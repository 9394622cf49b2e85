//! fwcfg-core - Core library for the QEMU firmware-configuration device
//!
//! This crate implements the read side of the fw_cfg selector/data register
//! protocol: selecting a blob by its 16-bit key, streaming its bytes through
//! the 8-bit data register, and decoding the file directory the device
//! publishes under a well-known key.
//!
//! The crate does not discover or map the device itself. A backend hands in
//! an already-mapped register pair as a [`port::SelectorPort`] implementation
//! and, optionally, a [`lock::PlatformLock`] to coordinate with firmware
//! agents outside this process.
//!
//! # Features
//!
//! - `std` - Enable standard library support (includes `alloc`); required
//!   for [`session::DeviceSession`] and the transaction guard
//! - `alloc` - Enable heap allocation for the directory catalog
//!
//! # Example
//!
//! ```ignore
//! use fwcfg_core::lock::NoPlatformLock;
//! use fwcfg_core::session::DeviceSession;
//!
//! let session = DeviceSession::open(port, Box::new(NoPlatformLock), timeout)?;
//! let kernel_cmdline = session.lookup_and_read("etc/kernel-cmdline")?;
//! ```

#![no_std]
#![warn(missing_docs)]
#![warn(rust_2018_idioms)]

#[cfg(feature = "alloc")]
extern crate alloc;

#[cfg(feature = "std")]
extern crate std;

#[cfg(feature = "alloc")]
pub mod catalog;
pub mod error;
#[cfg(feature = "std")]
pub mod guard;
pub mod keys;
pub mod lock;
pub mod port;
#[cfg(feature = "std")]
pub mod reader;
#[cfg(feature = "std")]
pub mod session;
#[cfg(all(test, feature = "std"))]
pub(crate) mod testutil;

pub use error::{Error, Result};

---

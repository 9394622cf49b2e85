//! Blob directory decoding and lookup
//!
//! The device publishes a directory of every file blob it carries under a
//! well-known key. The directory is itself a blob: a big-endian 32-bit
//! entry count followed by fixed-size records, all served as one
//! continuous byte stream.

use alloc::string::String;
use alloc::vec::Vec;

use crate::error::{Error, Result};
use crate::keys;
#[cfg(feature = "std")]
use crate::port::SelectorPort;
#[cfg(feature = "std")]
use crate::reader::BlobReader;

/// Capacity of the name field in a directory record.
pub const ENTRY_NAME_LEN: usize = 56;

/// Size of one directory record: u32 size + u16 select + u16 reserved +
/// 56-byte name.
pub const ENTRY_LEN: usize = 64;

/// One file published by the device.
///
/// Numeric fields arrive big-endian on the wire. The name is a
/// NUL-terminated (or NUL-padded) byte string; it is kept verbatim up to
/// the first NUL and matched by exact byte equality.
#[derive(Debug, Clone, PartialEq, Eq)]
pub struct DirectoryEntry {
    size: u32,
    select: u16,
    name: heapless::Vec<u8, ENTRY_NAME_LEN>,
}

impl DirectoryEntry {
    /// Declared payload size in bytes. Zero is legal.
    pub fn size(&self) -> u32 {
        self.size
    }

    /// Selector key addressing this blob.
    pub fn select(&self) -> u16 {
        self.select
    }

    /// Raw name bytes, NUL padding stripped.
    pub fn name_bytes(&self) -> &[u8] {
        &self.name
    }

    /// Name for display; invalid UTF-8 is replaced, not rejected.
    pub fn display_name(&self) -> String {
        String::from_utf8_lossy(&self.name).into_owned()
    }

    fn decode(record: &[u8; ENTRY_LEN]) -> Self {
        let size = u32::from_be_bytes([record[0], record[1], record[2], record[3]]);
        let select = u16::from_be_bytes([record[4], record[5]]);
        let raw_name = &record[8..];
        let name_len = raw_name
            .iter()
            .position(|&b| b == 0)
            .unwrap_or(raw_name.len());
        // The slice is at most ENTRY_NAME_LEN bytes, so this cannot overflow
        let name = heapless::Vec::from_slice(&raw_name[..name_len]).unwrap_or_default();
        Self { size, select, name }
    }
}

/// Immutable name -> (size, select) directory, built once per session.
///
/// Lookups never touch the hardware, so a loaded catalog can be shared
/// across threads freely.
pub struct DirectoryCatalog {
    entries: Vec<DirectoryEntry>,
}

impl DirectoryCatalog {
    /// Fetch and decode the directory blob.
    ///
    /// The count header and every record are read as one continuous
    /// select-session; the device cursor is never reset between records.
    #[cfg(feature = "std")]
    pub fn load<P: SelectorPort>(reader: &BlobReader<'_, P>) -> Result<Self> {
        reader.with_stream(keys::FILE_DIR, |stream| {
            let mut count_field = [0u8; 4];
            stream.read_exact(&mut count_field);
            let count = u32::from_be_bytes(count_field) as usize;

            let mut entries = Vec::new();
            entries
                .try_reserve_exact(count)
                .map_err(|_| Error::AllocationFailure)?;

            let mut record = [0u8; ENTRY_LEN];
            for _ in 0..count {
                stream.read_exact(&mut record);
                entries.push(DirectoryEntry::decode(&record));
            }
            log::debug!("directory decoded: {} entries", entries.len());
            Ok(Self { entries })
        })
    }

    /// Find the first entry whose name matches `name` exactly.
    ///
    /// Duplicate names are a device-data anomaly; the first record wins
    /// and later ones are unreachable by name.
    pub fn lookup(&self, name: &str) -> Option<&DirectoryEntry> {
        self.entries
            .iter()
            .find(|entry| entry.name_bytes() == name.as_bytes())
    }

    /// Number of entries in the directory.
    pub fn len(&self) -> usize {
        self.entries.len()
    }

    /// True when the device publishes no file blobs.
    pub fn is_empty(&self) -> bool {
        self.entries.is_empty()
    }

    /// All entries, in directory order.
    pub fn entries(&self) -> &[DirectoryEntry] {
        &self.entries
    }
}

Task instructions: Search the records for the string "decoding" and, wherever a line contains it, please copy that line.

Response to this task:
//! the 8-bit data register, and decoding the file directory the device
//! Blob directory decoding and lookup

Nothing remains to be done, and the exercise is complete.